What you need to do
Nothing but the lines from the one containing "let normal = Normal::new(0.0, 1.0).unwrap();" through the last line of the records below should be written out, each exactly as it stands.

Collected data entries

────

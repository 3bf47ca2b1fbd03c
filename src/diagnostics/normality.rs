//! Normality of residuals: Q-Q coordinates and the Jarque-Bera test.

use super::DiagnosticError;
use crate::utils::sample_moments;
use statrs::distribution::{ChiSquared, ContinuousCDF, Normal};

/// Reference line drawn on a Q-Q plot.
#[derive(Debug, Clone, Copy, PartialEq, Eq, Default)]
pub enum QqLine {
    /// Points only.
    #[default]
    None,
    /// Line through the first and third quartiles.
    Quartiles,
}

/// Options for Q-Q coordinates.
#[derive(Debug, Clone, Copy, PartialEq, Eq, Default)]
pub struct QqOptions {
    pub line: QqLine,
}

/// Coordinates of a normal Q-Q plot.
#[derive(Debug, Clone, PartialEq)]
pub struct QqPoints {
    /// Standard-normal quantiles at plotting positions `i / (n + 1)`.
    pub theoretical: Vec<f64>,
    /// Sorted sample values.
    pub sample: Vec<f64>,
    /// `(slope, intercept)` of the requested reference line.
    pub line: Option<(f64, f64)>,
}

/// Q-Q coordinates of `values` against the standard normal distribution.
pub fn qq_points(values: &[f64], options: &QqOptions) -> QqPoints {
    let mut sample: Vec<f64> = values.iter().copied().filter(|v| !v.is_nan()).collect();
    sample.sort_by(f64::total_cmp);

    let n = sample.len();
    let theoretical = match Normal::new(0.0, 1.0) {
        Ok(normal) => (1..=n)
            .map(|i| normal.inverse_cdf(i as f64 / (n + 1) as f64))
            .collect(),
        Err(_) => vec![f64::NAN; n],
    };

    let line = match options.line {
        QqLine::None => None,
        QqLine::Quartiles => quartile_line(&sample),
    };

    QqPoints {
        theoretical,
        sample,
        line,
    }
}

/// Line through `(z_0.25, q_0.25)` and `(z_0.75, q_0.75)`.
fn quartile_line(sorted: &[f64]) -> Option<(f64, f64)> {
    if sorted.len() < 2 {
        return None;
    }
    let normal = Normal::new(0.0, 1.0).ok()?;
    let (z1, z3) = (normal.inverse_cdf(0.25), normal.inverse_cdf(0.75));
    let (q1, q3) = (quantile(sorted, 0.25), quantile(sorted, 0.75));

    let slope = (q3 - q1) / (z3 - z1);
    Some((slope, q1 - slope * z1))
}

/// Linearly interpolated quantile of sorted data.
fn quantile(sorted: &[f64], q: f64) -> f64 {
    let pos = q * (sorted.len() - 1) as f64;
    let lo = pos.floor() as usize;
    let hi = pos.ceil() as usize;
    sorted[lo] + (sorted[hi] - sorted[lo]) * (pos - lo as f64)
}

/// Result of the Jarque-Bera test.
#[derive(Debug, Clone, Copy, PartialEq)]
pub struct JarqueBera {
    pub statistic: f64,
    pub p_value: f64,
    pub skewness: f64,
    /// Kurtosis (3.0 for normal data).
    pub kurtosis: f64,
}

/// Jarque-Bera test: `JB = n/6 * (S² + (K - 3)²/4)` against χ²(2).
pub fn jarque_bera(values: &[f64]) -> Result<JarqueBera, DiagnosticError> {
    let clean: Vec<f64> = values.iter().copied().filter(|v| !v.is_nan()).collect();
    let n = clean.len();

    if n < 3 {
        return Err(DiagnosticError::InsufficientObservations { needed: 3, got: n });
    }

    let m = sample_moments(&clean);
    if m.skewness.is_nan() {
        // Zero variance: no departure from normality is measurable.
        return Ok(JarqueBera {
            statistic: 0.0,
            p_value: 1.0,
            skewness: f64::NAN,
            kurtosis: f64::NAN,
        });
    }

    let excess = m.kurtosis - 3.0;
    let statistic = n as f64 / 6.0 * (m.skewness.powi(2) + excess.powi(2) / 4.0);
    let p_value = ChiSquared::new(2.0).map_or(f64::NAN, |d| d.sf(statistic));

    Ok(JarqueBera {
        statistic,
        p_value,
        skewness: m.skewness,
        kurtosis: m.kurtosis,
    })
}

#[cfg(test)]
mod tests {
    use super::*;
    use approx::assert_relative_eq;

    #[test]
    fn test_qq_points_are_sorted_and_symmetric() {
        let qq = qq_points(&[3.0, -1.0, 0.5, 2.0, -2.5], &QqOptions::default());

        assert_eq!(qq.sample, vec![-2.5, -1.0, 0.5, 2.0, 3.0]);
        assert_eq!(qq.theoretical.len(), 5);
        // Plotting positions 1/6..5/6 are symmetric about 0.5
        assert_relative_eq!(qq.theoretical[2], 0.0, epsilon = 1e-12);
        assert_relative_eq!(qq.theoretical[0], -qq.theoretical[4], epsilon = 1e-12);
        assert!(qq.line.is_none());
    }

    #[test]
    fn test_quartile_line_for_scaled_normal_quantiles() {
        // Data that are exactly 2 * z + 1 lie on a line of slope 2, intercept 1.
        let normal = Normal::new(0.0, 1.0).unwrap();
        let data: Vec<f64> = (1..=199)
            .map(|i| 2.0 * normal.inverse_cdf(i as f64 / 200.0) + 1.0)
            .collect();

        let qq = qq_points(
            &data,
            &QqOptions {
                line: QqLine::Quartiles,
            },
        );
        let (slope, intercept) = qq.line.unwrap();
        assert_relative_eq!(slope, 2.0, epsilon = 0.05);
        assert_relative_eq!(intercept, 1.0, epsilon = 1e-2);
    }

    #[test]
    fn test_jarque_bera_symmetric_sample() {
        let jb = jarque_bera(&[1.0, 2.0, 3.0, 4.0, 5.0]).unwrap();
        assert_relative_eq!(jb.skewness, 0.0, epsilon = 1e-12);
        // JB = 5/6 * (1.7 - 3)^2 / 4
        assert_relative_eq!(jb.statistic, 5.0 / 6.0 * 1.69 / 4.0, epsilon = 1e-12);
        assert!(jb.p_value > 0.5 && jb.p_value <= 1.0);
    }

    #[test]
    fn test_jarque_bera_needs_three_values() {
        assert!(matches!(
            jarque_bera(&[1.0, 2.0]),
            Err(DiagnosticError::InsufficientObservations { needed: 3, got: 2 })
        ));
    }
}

────

Task solution
        let normal = Normal::new(0.0, 1.0).unwrap();
        let data: Vec<f64> = (1..=199)
            .map(|i| 2.0 * normal.inverse_cdf(i as f64 / 200.0) + 1.0)
            .collect();

        let qq = qq_points(
            &data,
            &QqOptions {
                line: QqLine::Quartiles,
            },
        );
        let (slope, intercept) = qq.line.unwrap();
        assert_relative_eq!(slope, 2.0, epsilon = 0.05);
        assert_relative_eq!(intercept, 1.0, epsilon = 1e-2);
    }

    #[test]
    fn test_jarque_bera_symmetric_sample() {
        let jb = jarque_bera(&[1.0, 2.0, 3.0, 4.0, 5.0]).unwrap();
        assert_relative_eq!(jb.skewness, 0.0, epsilon = 1e-12);
        // JB = 5/6 * (1.7 - 3)^2 / 4
        assert_relative_eq!(jb.statistic, 5.0 / 6.0 * 1.69 / 4.0, epsilon = 1e-12);
        assert!(jb.p_value > 0.5 && jb.p_value <= 1.0);
    }

    #[test]
    fn test_jarque_bera_needs_three_values() {
        assert!(matches!(
            jarque_bera(&[1.0, 2.0]),
            Err(DiagnosticError::InsufficientObservations { needed: 3, got: 2 })
        ));
    }
}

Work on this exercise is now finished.